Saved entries

//! An in-memory [`Host`] that records every operation, for tests.

use crate::{
	element::{Event, EventHandler, Style, NODE_VALUE},
	host::Host,
};
use core::{
	any::Any,
	fmt::{self, Debug, Formatter, Write},
};
use std::collections::BTreeMap;
use thiserror::Error;
use tracing::trace;

/// A handle to a node of a [`RecordingHost`].
#[derive(Clone, Copy, Debug, PartialEq, Eq, PartialOrd, Ord, Hash)]
pub struct NodeId(usize);

/// One recorded host call.
#[derive(Clone, Debug, PartialEq, Eq)]
pub enum HostOp {
	CreateElement { node: NodeId, tag: String },
	CreateText { node: NodeId },
	SetProperty { node: NodeId, name: String, value: String },
	SetStyle { node: NodeId, css_text: String },
	RemoveProperty { node: NodeId, name: String },
	AddEventListener { node: NodeId, event: String },
	RemoveEventListener { node: NodeId, event: String },
	AppendChild { parent: NodeId, child: NodeId },
	RemoveChild { parent: NodeId, child: NodeId },
}
impl HostOp {
	/// Whether this operation changes the node tree itself rather than a node's properties.
	#[must_use]
	pub fn is_structural(&self) -> bool {
		matches!(
			self,
			HostOp::CreateElement { .. } | HostOp::CreateText { .. } | HostOp::AppendChild { .. } | HostOp::RemoveChild { .. }
		)
	}
}

#[derive(Debug, Error, PartialEq, Eq)]
pub enum RecordingHostError {
	#[error("unknown node {0:?}")]
	UnknownNode(NodeId),
	#[error("{child:?} is not a child of {parent:?}")]
	NotAChild { parent: NodeId, child: NodeId },
	#[error("no listener for {event:?} on {node:?} matches the handler")]
	UnknownListener { node: NodeId, event: String },
	#[error("injected failure at {0:?}")]
	Injected(HostOp),
}

#[derive(Debug)]
enum Kind {
	Element(String),
	Text,
}

#[derive(Debug)]
struct Node {
	kind: Kind,
	properties: BTreeMap<String, String>,
	style: Option<String>,
	listeners: Vec<(String, EventHandler)>,
	parent: Option<NodeId>,
	children: Vec<NodeId>,
}
impl Node {
	fn new(kind: Kind) -> Self {
		Self {
			kind,
			properties: BTreeMap::new(),
			style: None,
			listeners: Vec::new(),
			parent: None,
			children: Vec::new(),
		}
	}
}

/// Keeps a node tree in memory and a log of every [`Host`] call made against it.
///
/// Nodes are never freed, so [`NodeId`]s stay valid for the lifetime of the host.
#[derive(Default)]
pub struct RecordingHost {
	nodes: Vec<Node>,
	ops: Vec<HostOp>,
	#[allow(clippy::type_complexity)]
	fail_when: Option<Box<dyn Fn(&HostOp) -> bool>>,
}
impl Debug for RecordingHost {
	fn fmt(&self, f: &mut Formatter<'_>) -> fmt::Result {
		f.debug_struct("RecordingHost")
			.field("nodes", &self.nodes.len())
			.field("ops", &self.ops.len())
			.field("fail_when", &self.fail_when.is_some())
			.finish()
	}
}
impl RecordingHost {
	#[must_use]
	pub fn new() -> Self {
		Self::default()
	}

	/// Creates an element without recording it, to mount into.
	pub fn create_container(&mut self, tag: &str) -> NodeId {
		self.push(Kind::Element(tag.to_owned()))
	}

	#[must_use]
	pub fn ops(&self) -> &[HostOp] {
		&self.ops
	}

	/// Returns and forgets the operations recorded so far.
	pub fn take_ops(&mut self) -> Vec<HostOp> {
		std::mem::take(&mut self.ops)
	}

	pub fn clear_ops(&mut self) {
		self.ops.clear()
	}

	/// Makes every later operation matching `predicate` fail with [`RecordingHostError::Injected`] instead.
	pub fn fail_when(&mut self, predicate: impl 'static + Fn(&HostOp) -> bool) {
		self.fail_when = Some(Box::new(predicate))
	}

	pub fn stop_failing(&mut self) {
		self.fail_when = None
	}

	/// The element tag of `node`, or [`None`] for text nodes and unknown handles.
	#[must_use]
	pub fn tag(&self, node: NodeId) -> Option<&str> {
		match &self.nodes.get(node.0)?.kind {
			Kind::Element(tag) => Some(tag),
			Kind::Text => None,
		}
	}

	#[must_use]
	pub fn property(&self, node: NodeId, name: &str) -> Option<&str> {
		self.nodes.get(node.0)?.properties.get(name).map(String::as_str)
	}

	/// The CSS text last assigned through [`Host::set_style`].
	#[must_use]
	pub fn style(&self, node: NodeId) -> Option<&str> {
		self.nodes.get(node.0)?.style.as_deref()
	}

	#[must_use]
	pub fn children(&self, node: NodeId) -> &[NodeId] {
		self.nodes.get(node.0).map_or(&[], |node| &node.children)
	}

	#[must_use]
	pub fn parent(&self, node: NodeId) -> Option<NodeId> {
		self.nodes.get(node.0)?.parent
	}

	/// The number of listeners for `event` currently attached to `node`.
	#[must_use]
	pub fn listener_count(&self, node: NodeId, event: &str) -> usize {
		self.nodes
			.get(node.0)
			.map_or(0, |node| node.listeners.iter().filter(|(name, _)| name == event).count())
	}

	/// The concatenated text of all text nodes at or below `node`.
	#[must_use]
	pub fn text_content(&self, node: NodeId) -> String {
		let mut text = String::new();
		self.collect_text(node, &mut text);
		text
	}

	fn collect_text(&self, node: NodeId, text: &mut String) {
		if let Some(data) = self.nodes.get(node.0) {
			match data.kind {
				Kind::Text => text.push_str(data.properties.get(NODE_VALUE).map_or("", String::as_str)),
				Kind::Element(_) => {
					for &child in &data.children {
						self.collect_text(child, text)
					}
				}
			}
		}
	}

	/// Serializes the children of `node` as HTML-like markup, with attributes in name order.
	#[must_use]
	pub fn to_markup(&self, node: NodeId) -> String {
		let mut markup = String::new();
		for &child in self.children(node) {
			self.write_markup(child, &mut markup);
		}
		markup
	}

	fn write_markup(&self, node: NodeId, markup: &mut String) {
		let data = match self.nodes.get(node.0) {
			Some(data) => data,
			None => return,
		};
		match &data.kind {
			Kind::Text => markup.push_str(data.properties.get(NODE_VALUE).map_or("", String::as_str)),
			Kind::Element(tag) => {
				markup.push('<');
				markup.push_str(tag);
				for (name, value) in &data.properties {
					// Writing to a `String` can't fail.
					let _ = write!(markup, " {}={:?}", name, value);
				}
				if let Some(style) = &data.style {
					let _ = write!(markup, " style={:?}", style);
				}
				markup.push('>');
				for &child in &data.children {
					self.write_markup(child, markup);
				}
				let _ = write!(markup, "</{}>", tag);
			}
		}
	}

	/// Calls every listener for `event` on `node` with `payload`. Returns how many were called.
	///
	/// Handlers are collected before any is called, so they may freely re-enter the renderer.
	pub fn dispatch(&self, node: NodeId, event: &str, payload: &dyn Any) -> usize {
		let handlers: Vec<EventHandler> = self.nodes.get(node.0).map_or_else(Vec::new, |node| {
			node.listeners
				.iter()
				.filter(|(name, _)| name == event)
				.map(|(_, handler)| handler.clone())
				.collect()
		});
		trace!(?node, event, handlers = handlers.len(), "Dispatching.");
		for handler in &handlers {
			handler.call(&Event::new(payload));
		}
		handlers.len()
	}

	fn push(&mut self, kind: Kind) -> NodeId {
		self.nodes.push(Node::new(kind));
		NodeId(self.nodes.len() - 1)
	}

	fn record(&mut self, op: HostOp) -> Result<(), RecordingHostError> {
		if self.fail_when.as_ref().map_or(false, |fail_when| fail_when(&op)) {
			return Err(RecordingHostError::Injected(op));
		}
		self.ops.push(op);
		Ok(())
	}

	fn node_mut(&mut self, node: NodeId) -> Result<&mut Node, RecordingHostError> {
		self.nodes.get_mut(node.0).ok_or(RecordingHostError::UnknownNode(node))
	}

	fn detach(&mut self, child: NodeId) -> Result<(), RecordingHostError> {
		if let Some(parent) = self.node_mut(child)?.parent.take() {
			self.node_mut(parent)?.children.retain(|&c| c != child);
		}
		Ok(())
	}
}

impl Host for RecordingHost {
	type Node = NodeId;
	type Error = RecordingHostError;

	fn create_element(&mut self, tag: &str) -> Result<NodeId, RecordingHostError> {
		let node = NodeId(self.nodes.len());
		self.record(HostOp::CreateElement { node, tag: tag.to_owned() })?;
		Ok(self.push(Kind::Element(tag.to_owned())))
	}

	fn create_text(&mut self, text: &str) -> Result<NodeId, RecordingHostError> {
		let node = NodeId(self.nodes.len());
		self.record(HostOp::CreateText { node })?;
		let node = self.push(Kind::Text);
		if !text.is_empty() {
			self.node_mut(node)?.properties.insert(NODE_VALUE.to_owned(), text.to_owned());
		}
		Ok(node)
	}

	fn set_property(&mut self, node: &NodeId, name: &str, value: &str) -> Result<(), RecordingHostError> {
		self.node_mut(*node)?;
		self.record(HostOp::SetProperty {
			node: *node,
			name: name.to_owned(),
			value: value.to_owned(),
		})?;
		self.node_mut(*node)?.properties.insert(name.to_owned(), value.to_owned());
		Ok(())
	}

	fn set_style(&mut self, node: &NodeId, style: &Style) -> Result<(), RecordingHostError> {
		self.node_mut(*node)?;
		let css_text = style.css_text();
		self.record(HostOp::SetStyle {
			node: *node,
			css_text: css_text.clone(),
		})?;
		self.node_mut(*node)?.style = Some(css_text);
		Ok(())
	}

	fn remove_property(&mut self, node: &NodeId, name: &str) -> Result<(), RecordingHostError> {
		self.node_mut(*node)?;
		self.record(HostOp::RemoveProperty { node: *node, name: name.to_owned() })?;
		let data = self.node_mut(*node)?;
		if name == "style" {
			data.style = None;
		}
		data.properties.remove(name);
		Ok(())
	}

	fn add_event_listener(&mut self, node: &NodeId, event: &str, handler: &EventHandler) -> Result<(), RecordingHostError> {
		self.node_mut(*node)?;
		self.record(HostOp::AddEventListener { node: *node, event: event.to_owned() })?;
		self.node_mut(*node)?.listeners.push((event.to_owned(), handler.clone()));
		Ok(())
	}

	fn remove_event_listener(&mut self, node: &NodeId, event: &str, handler: &EventHandler) -> Result<(), RecordingHostError> {
		let position = self
			.node_mut(*node)?
			.listeners
			.iter()
			.position(|(name, h)| name == event && h.ptr_eq(handler))
			.ok_or_else(|| RecordingHostError::UnknownListener {
				node: *node,
				event: event.to_owned(),
			})?;
		self.record(HostOp::RemoveEventListener { node: *node, event: event.to_owned() })?;
		self.node_mut(*node)?.listeners.remove(position);
		Ok(())
	}

	fn append_child(&mut self, parent: &NodeId, child: &NodeId) -> Result<(), RecordingHostError> {
		self.node_mut(*parent)?;
		self.node_mut(*child)?;
		self.record(HostOp::AppendChild { parent: *parent, child: *child })?;
		self.detach(*child)?;
		self.node_mut(*parent)?.children.push(*child);
		self.node_mut(*child)?.parent = Some(*parent);
		Ok(())
	}

	fn remove_child(&mut self, parent: &NodeId, child: &NodeId) -> Result<(), RecordingHostError> {
		if self.node_mut(*child)?.parent != Some(*parent) {
			return Err(RecordingHostError::NotAChild { parent: *parent, child: *child });
		}
		self.record(HostOp::RemoveChild { parent: *parent, child: *child })?;
		self.detach(*child)
	}
}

DIRECTIONS:
Using the records above, work out how many lines hold the string "detach"; answer with that number alone.

EXERCISE OUTPUT:
3